La habitación china o la consciencia de las máquinas
El experimento de Searle de 1980 sigue sin respuesta: si el sistema completo produce resultados coherentes, ¿importa que ninguna pieza entienda lo que hace?
Creado: 2024-03-31 09:41
Imagina que viajamos a 1924 y presentamos a políticos y científicos de la época una habitación dentro de la cual tenemos una máquina que es capaz de entender el idioma chino. Allí se acaba de crear el Partido Comunista y a los políticos occidentales eso no les huele nada bien.
La habitación tiene una ranura por la que introducimos un texto en chino, en lenguaje natural, y nos da una respuesta perfectamente ajustada y coherente. Todavía tendríamos que esperar 26 años para que Turing inventase su test pero, definitivamente, nuestra máquina lo pasaría sin problemas. Cualquier hablante de chino confirmaría que sí, que la máquina entiende el idioma a la perfección. No traduce, no, entiende lo que le pedimos y es capaz de sacar conclusiones del texto.
Si mirásemos dentro de la máquina tendríamos a un jovencísimo filósofo americano llamado John Rogers Searle (que no nacería hasta 8 años después, pero permitidme la licencia), que sabe mucho de filosofía y lenguaje pero no tiene la menor idea de chino.
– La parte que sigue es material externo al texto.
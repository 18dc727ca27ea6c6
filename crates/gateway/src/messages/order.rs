//! Order entry and order status event types

use chrono::{DateTime, Utc};
use hermes_core::{OrderStatus, Side};
use rust_decimal::Decimal;
use serde::{Deserialize, Serialize};

/// Limit order submission from the trading core
#[derive(Debug, Clone)]
pub struct OrderSubmission {
    /// Client-assigned order id for correlation
    pub order_id: String,
    pub side: Side,
    pub price: Decimal,
    pub quantity: Decimal,
    /// When the trading core created the order; drives the latency update
    pub time: DateTime<Utc>,
}

impl OrderSubmission {
    pub fn new(
        order_id: impl Into<String>,
        side: Side,
        price: Decimal,
        quantity: Decimal,
        time: DateTime<Utc>,
    ) -> Self {
        Self {
            order_id: order_id.into(),
            side,
            price,
            quantity,
            time,
        }
    }
}

/// Cancel request from the trading core. Cancels reference the
/// venue-assigned id.
#[derive(Debug, Clone)]
pub struct CancelOrder {
    pub order_id: String,
    pub exchange_id: String,
    /// When the trading core requested the cancel; drives the latency update
    pub time: DateTime<Utc>,
}

impl CancelOrder {
    pub fn new(
        order_id: impl Into<String>,
        exchange_id: impl Into<String>,
        time: DateTime<Utc>,
    ) -> Self {
        Self {
            order_id: order_id.into(),
            exchange_id: exchange_id.into(),
            time,
        }
    }
}

/// Order status update emitted to the trading core.
///
/// Field presence mirrors what the triggering event actually knows: a
/// latency update carries only the latency, a reconciliation update carries
/// quantities, a rejection carries the venue's message.
#[derive(Debug, Clone, Serialize, Deserialize)]
pub struct OrderUpdate {
    /// Client-assigned order id
    pub order_id: String,
    /// Venue-assigned order id, once known
    pub exchange_id: Option<String>,
    pub status: Option<OrderStatus>,
    /// Venue failure message for rejections
    pub reject_message: Option<String>,
    /// Set when a cancel (rather than a submit) was rejected
    pub cancel_rejected: bool,
    /// Cumulative filled quantity (initial minus remaining)
    pub cum_quantity: Option<Decimal>,
    /// Quantity still open at the venue
    pub leaves_quantity: Option<Decimal>,
    /// Milliseconds between the trading core creating the request and the
    /// gateway dispatching it
    pub computational_latency_ms: Option<i64>,
    pub time: DateTime<Utc>,
}

impl OrderUpdate {
    fn base(order_id: impl Into<String>) -> Self {
        Self {
            order_id: order_id.into(),
            exchange_id: None,
            status: None,
            reject_message: None,
            cancel_rejected: false,
            cum_quantity: None,
            leaves_quantity: None,
            computational_latency_ms: None,
            time: Utc::now(),
        }
    }

    /// Local computational-latency update, emitted before the venue call
    pub fn latency(order_id: impl Into<String>, latency_ms: i64) -> Self {
        Self {
            computational_latency_ms: Some(latency_ms),
            ..Self::base(order_id)
        }
    }

    /// Submit acknowledged by the venue
    pub fn accepted(order_id: impl Into<String>, exchange_id: impl Into<String>) -> Self {
        Self {
            exchange_id: Some(exchange_id.into()),
            status: Some(OrderStatus::New),
            ..Self::base(order_id)
        }
    }

    /// Submit rejected by the venue
    pub fn rejected(order_id: impl Into<String>, message: impl Into<String>) -> Self {
        Self {
            status: Some(OrderStatus::Rejected),
            reject_message: Some(message.into()),
            ..Self::base(order_id)
        }
    }

    /// Cancel rejected by the venue
    pub fn cancel_rejected(order_id: impl Into<String>, message: impl Into<String>) -> Self {
        Self {
            cancel_rejected: true,
            ..Self::rejected(order_id, message)
        }
    }

    /// Cancel acknowledged by the venue
    pub fn cancelled(order_id: impl Into<String>) -> Self {
        Self {
            status: Some(OrderStatus::Cancelled),
            ..Self::base(order_id)
        }
    }

    /// State decoded from the venue's open-order list during reconciliation
    pub fn reconciled(
        order_id: impl Into<String>,
        exchange_id: impl Into<String>,
        status: OrderStatus,
        cum_quantity: Decimal,
        leaves_quantity: Decimal,
    ) -> Self {
        Self {
            exchange_id: Some(exchange_id.into()),
            status: Some(status),
            cum_quantity: Some(cum_quantity),
            leaves_quantity: Some(leaves_quantity),
            ..Self::base(order_id)
        }
    }

    /// Terminal update for an order the venue stopped reporting
    pub fn completed(order_id: impl Into<String>, exchange_id: impl Into<String>) -> Self {
        Self {
            exchange_id: Some(exchange_id.into()),
            status: Some(OrderStatus::Complete),
            ..Self::base(order_id)
        }
    }

    /// True when no further updates are expected for this order
    pub fn is_terminal(&self) -> bool {
        self.status.is_some_and(|s| s.is_terminal())
    }
}

#[cfg(test)]
mod tests {
    use super::*;
    use rust_decimal_macros::dec;

    #[test]
    fn test_latency_update_carries_only_latency() {
        let update = OrderUpdate::latency("ord-1", 12);
        assert_eq!(update.computational_latency_ms, Some(12));
        assert!(update.status.is_none());
        assert!(update.exchange_id.is_none());
        assert!(!update.is_terminal());
    }

    #[test]
    fn test_cancel_rejected_sets_flag_and_message() {
        let update = OrderUpdate::cancel_rejected("ord-1", "order not found");
        assert!(update.cancel_rejected);
        assert_eq!(update.status, Some(OrderStatus::Rejected));
        assert_eq!(update.reject_message.as_deref(), Some("order not found"));
        assert!(update.is_terminal());
    }

    #[test]
    fn test_reconciled_update() {
        let update = OrderUpdate::reconciled("ord-1", "ex-9", OrderStatus::Working, dec!(6), dec!(4));
        assert_eq!(update.cum_quantity, Some(dec!(6)));
        assert_eq!(update.leaves_quantity, Some(dec!(4)));
        assert!(!update.is_terminal());
    }
}
use serde::{Deserialize, Serialize};

/// Market side, following the venue tape convention (bid/ask)
#[derive(Debug, Clone, Copy, PartialEq, Eq, Hash, Serialize, Deserialize)]
pub enum Side {
    Bid,
    Ask,
    /// Venue reported a side tag the gateway does not recognize
    Unknown,
}

impl Side {
    /// Returns the opposite side
    pub fn opposite(&self) -> Self {
        match self {
            Side::Bid => Side::Ask,
            Side::Ask => Side::Bid,
            Side::Unknown => Side::Unknown,
        }
    }
}
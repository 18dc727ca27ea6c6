use std::fmt;

use serde::{Deserialize, Serialize};

/// Currency code as reported by the venue (e.g. "BTC")
#[derive(Debug, Clone, PartialEq, Eq, Hash, Serialize, Deserialize)]
#[serde(transparent)]
pub struct Currency(String);

impl Currency {
    pub fn new(code: impl Into<String>) -> Self {
        Currency(code.into())
    }

    pub fn as_str(&self) -> &str {
        &self.0
    }
}

impl fmt::Display for Currency {
    fn fmt(&self, f: &mut fmt::Formatter<'_>) -> fmt::Result {
        f.write_str(&self.0)
    }
}

impl From<&str> for Currency {
    fn from(code: &str) -> Self {
        Currency::new(code)
    }
}

impl From<String> for Currency {
    fn from(code: String) -> Self {
        Currency(code)
    }
}

/// A base/quote trading pair. The venue symbol is the concatenation of the
/// two codes (e.g. "BTCUSD").
#[derive(Debug, Clone, PartialEq, Eq, Hash, Serialize, Deserialize)]
pub struct CurrencyPair {
    pub base: Currency,
    pub quote: Currency,
}

impl CurrencyPair {
    pub fn new(base: impl Into<Currency>, quote: impl Into<Currency>) -> Self {
        CurrencyPair {
            base: base.into(),
            quote: quote.into(),
        }
    }

    /// The pair rendered as the venue symbol
    pub fn symbol(&self) -> String {
        format!("{}{}", self.base, self.quote)
    }
}

impl fmt::Display for CurrencyPair {
    fn fmt(&self, f: &mut fmt::Formatter<'_>) -> fmt::Result {
        write!(f, "{}/{}", self.base, self.quote)
    }
}

#[cfg(test)]
mod tests {
    use super::*;

    #[test]
    fn test_symbol_concatenates_codes() {
        let pair = CurrencyPair::new("BTC", "USD");
        assert_eq!(pair.symbol(), "BTCUSD");
        assert_eq!(pair.to_string(), "BTC/USD");
    }

    #[test]
    fn test_currency_from_str() {
        let currency: Currency = "ETH".into();
        assert_eq!(currency.as_str(), "ETH");
    }
}
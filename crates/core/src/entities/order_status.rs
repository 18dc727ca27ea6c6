use serde::{Deserialize, Serialize};

/// Order lifecycle status as tracked by a venue gateway
#[derive(Debug, Clone, Copy, PartialEq, Eq, Hash, Serialize, Deserialize)]
pub enum OrderStatus {
    /// Created locally, optimistically, before the venue acknowledged it
    Submitted,
    /// Acknowledged by the venue but not yet on the book
    New,
    /// Live on the venue's book
    Working,
    /// Cancelled on request
    Cancelled,
    /// Submit or cancel was rejected by the venue
    Rejected,
    /// The venue stopped reporting the order. With a polling-only feed this
    /// cannot be told apart from a fill, so both surface as Complete.
    Complete,
    /// Venue reported a status the gateway does not map
    Other,
}

impl OrderStatus {
    /// Returns true if the order is in a terminal state
    pub fn is_terminal(&self) -> bool {
        matches!(
            self,
            OrderStatus::Cancelled | OrderStatus::Rejected | OrderStatus::Complete
        )
    }

    /// Returns true if the order is still live at the venue
    pub fn is_open(&self) -> bool {
        matches!(
            self,
            OrderStatus::Submitted | OrderStatus::New | OrderStatus::Working
        )
    }
}
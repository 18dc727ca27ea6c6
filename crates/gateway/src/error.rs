//! Error types for the gateway crate

use thiserror::Error;

use crate::venue::VenueError;

/// Gateway-level errors
#[derive(Error, Debug)]
pub enum GatewayError {
    #[error("Venue request failed: {0}")]
    Venue(String),

    #[error("Cannot match pair to a venue symbol: {0}")]
    SymbolNotFound(String),

    #[error("Configuration error: {0}")]
    Config(String),
}

impl From<VenueError> for GatewayError {
    fn from(e: VenueError) -> Self {
        GatewayError::Venue(e.to_string())
    }
}
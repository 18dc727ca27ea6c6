//! Periodic polling scheduler
//!
//! Each registered task runs on its own fixed cadence. Ticks are issued in
//! wall-clock order, but every tick spawns the fetch as its own task: a slow
//! fetch never delays the next tick, and overlapping invocations of the same
//! task are possible (at-least-once semantics). Completions may arrive out
//! of order relative to issuance.
//!
//! A failed fetch is logged and never stops subsequent invocations of that
//! or any other task. Dropping the scheduler aborts all polling loops.

use std::future::Future;
use std::time::Duration;

use log::{debug, warn};
use tokio::task::JoinHandle;
use tokio::time::{self, MissedTickBehavior};

use crate::error::GatewayError;

#[derive(Default)]
pub struct PollingScheduler {
    tasks: Vec<JoinHandle<()>>,
}

impl PollingScheduler {
    pub fn new() -> Self {
        PollingScheduler { tasks: Vec::new() }
    }

    /// Register a periodic task. With `immediate` the first invocation fires
    /// right away, otherwise after one full `period`.
    pub fn register<F, Fut>(&mut self, name: &'static str, period: Duration, immediate: bool, fetch: F)
    where
        F: Fn() -> Fut + Send + 'static,
        Fut: Future<Output = Result<(), GatewayError>> + Send + 'static,
    {
        let handle = tokio::spawn(async move {
            let first_tick = if immediate {
                time::Instant::now()
            } else {
                time::Instant::now() + period
            };
            let mut interval = time::interval_at(first_tick, period);
            interval.set_missed_tick_behavior(MissedTickBehavior::Delay);

            loop {
                interval.tick().await;
                debug!("poll tick: {}", name);

                let fut = fetch();
                tokio::spawn(async move {
                    if let Err(e) = fut.await {
                        warn!("{} poll failed: {}", name, e);
                    }
                });
            }
        });

        self.tasks.push(handle);
    }
}

impl Drop for PollingScheduler {
    fn drop(&mut self) {
        for task in &self.tasks {
            task.abort();
        }
    }
}

#[cfg(test)]
mod tests {
    use super::*;
    use std::sync::Arc;
    use std::sync::atomic::{AtomicUsize, Ordering};

    #[tokio::test(start_paused = true)]
    async fn test_immediate_task_fires_at_registration() {
        let count = Arc::new(AtomicUsize::new(0));
        let mut scheduler = PollingScheduler::new();

        let counter = count.clone();
        scheduler.register("immediate", Duration::from_secs(5), true, move || {
            let counter = counter.clone();
            async move {
                counter.fetch_add(1, Ordering::SeqCst);
                Ok(())
            }
        });

        time::sleep(Duration::from_millis(10)).await;
        assert_eq!(count.load(Ordering::SeqCst), 1);
    }

    #[tokio::test(start_paused = true)]
    async fn test_delayed_task_waits_one_period() {
        let count = Arc::new(AtomicUsize::new(0));
        let mut scheduler = PollingScheduler::new();

        let counter = count.clone();
        scheduler.register("delayed", Duration::from_secs(5), false, move || {
            let counter = counter.clone();
            async move {
                counter.fetch_add(1, Ordering::SeqCst);
                Ok(())
            }
        });

        time::sleep(Duration::from_secs(1)).await;
        assert_eq!(count.load(Ordering::SeqCst), 0);

        time::sleep(Duration::from_secs(5)).await;
        assert_eq!(count.load(Ordering::SeqCst), 1);
    }

    #[tokio::test(start_paused = true)]
    async fn test_failed_fetch_does_not_stop_the_cadence() {
        let count = Arc::new(AtomicUsize::new(0));
        let mut scheduler = PollingScheduler::new();

        let counter = count.clone();
        scheduler.register("failing", Duration::from_secs(1), true, move || {
            let counter = counter.clone();
            async move {
                counter.fetch_add(1, Ordering::SeqCst);
                Err(GatewayError::Venue("boom".into()))
            }
        });

        time::sleep(Duration::from_millis(3500)).await;
        assert!(count.load(Ordering::SeqCst) >= 3);
    }

    #[tokio::test(start_paused = true)]
    async fn test_slow_fetch_does_not_delay_the_next_tick() {
        let started = Arc::new(AtomicUsize::new(0));
        let mut scheduler = PollingScheduler::new();

        let counter = started.clone();
        scheduler.register("slow", Duration::from_secs(1), true, move || {
            let counter = counter.clone();
            async move {
                counter.fetch_add(1, Ordering::SeqCst);
                // Far longer than the cadence
                time::sleep(Duration::from_secs(60)).await;
                Ok(())
            }
        });

        time::sleep(Duration::from_millis(3500)).await;
        // Overlapping invocations: ticks keep firing while earlier fetches
        // are still in flight
        assert!(started.load(Ordering::SeqCst) >= 3);
    }

    #[tokio::test(start_paused = true)]
    async fn test_drop_aborts_polling() {
        let count = Arc::new(AtomicUsize::new(0));
        let mut scheduler = PollingScheduler::new();

        let counter = count.clone();
        scheduler.register("aborted", Duration::from_secs(1), true, move || {
            let counter = counter.clone();
            async move {
                counter.fetch_add(1, Ordering::SeqCst);
                Ok(())
            }
        });

        time::sleep(Duration::from_millis(1500)).await;
        drop(scheduler);
        let after_drop = count.load(Ordering::SeqCst);

        time::sleep(Duration::from_secs(5)).await;
        assert_eq!(count.load(Ordering::SeqCst), after_drop);
    }
}
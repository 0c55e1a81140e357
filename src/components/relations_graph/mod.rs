mod component;
mod controller;
mod controls;
mod render;
mod scene;
mod ticker;

pub use component::RelationsGraph;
Lo que sí que tiene es una cantidad ingente de libros con caracteres en mandarín y un gran manual que le indica cómo manipular los símbolos, de manera que sepa qué caracteres tiene que responder para una serie de símbolos de entrada determinados: Si recibes 你有思考的能力 respondes sin dudarlo 当然,就像你一样.
Searle lleva meses entrenando y lo hace a una velocidad pasmosa. Rebusca entre papeles hasta que encuentra la cadena de entrada correcta y dibuja en el papel de salida los simbolillos sin significado para él, pero que maravillan al hablante de chino que los recibe y, por ende, a los políticos que nos ofrecen millones de dólares de la época.

Volvamos a nuestros días, cien años después, y traduzcamos todo esto a lenguaje que ya nos es muy común. La habitación llena de manuales sería la base de datos, el manual para tratarlos, el programa. El papel que le introducen por la ranura de entrada sería la pregunta y el de salida la respuesta. Para las personas fuera de la habitación, la máquina comprende el chino, pero la persona que manipula los papeles realmente no tiene ni idea, sólo sigue un programa y manipula dibujos sin entender absolutamente nada, ni la semántica ni el significado.
Searle escribió este experimento, al que llamó La habitación china, en un paper publicado en la revista Behavioral and Brain Sciences en 1980.
Este experimento intentaba dar solución a debate en el que estamos ahora, casi medio siglo después (sí, han pasado ya 44 años desde el 80. Ya, yo también alucino 🤯), sobre si los algoritmos de IA generativa piensan, comprenden, razonan, tienen un modelo del mundo o sólo siguen instrucciones sin entender ni papa.
Searle no sabe chino, pero ¿podemos decir que la habitación con él dentro, los libros y el manual sí?
Él decía en su artículo que la sintaxis sola nunca podría producir resultados semánticos , pero el nuevo paradigma creado con la representación vectorial de las palabras (embeddings) y la posibilidad de obtener resultados coherentes, y a veces sorprendentes, operando con esos vectores, ¿nos hace plantearnos lo contrario?.
Aquí te dejo el artículo original de Searle para que eches un rato y puedas contestar a la pregunta del maestro de la ciencia ficción Philip K. Dick ¿Sueñan los androides con ovejas eléctricas? ¿Tú qué crees?